pub mod scan;

use once_cell::sync::Lazy;
use regex::Regex;
use url::Url;

static RECOGNIZED_HOSTS: [&str; 3] = ["youtube.com", "youtube-nocookie.com", "youtu.be"];
static SHORT_LINK_HOST: &str = "youtu.be";

static EMBED_RE: Lazy<Regex> = Lazy::new(|| Regex::new(r"/embed/(?P<id>[a-zA-Z0-9_-]+)").unwrap());

/// A YouTube video found in a URL
#[derive(Debug, Clone, PartialEq, Eq)]
pub struct VideoReference {
    pub video_id: String,
}

impl VideoReference {
    pub fn from_url(url: &str) -> Option<Self> {
        if !is_recognized_host_url(url) {
            return None;
        }
        extract_video_id(url).map(|video_id| Self { video_id })
    }
}

/// Check if the string mentions one of the YouTube hosts anywhere
pub fn is_recognized_host_url(url: &str) -> bool {
    !url.is_empty() && RECOGNIZED_HOSTS.iter().any(|host| url.contains(host))
}

/// Extract the video ID from watch, embed and short links
pub fn extract_video_id(url: &str) -> Option<String> {
    let url = match Url::parse(url) {
        Ok(url) => url,
        Err(e) => {
            log::debug!("Error parsing URL {url:?}: {e}");
            return None;
        }
    };

    // youtube.com/watch?v=VIDEO_ID
    if let Some((_, id)) = url.query_pairs().find(|(k, _)| k == "v") {
        log::debug!("Found video ID from query param: {id}");
        return non_empty(id.into_owned());
    }

    // youtube.com/embed/VIDEO_ID
    if let Some(id) = EMBED_RE.captures(url.path()).and_then(|c| c.name("id")) {
        log::debug!("Found video ID from embed path: {}", id.as_str());
        return Some(id.as_str().to_owned());
    }

    // youtu.be/VIDEO_ID
    if url.host_str() == Some(SHORT_LINK_HOST) {
        let path = url.path().strip_prefix('/').unwrap_or(url.path());
        let id = path.split('?').next().unwrap_or_default();
        log::debug!("Found video ID from {SHORT_LINK_HOST}: {id}");
        return non_empty(id.to_owned());
    }

    log::debug!("No video ID found in {url}");
    None
}

fn non_empty(s: String) -> Option<String> {
    if s.is_empty() {
        None
    } else {
        Some(s)
    }
}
========
■ Your objective: Collect every line above that contains the word "watch".

■ Task response:
/// Extract the video ID from watch, embed and short links
    // youtube.com/watch?v=VIDEO_ID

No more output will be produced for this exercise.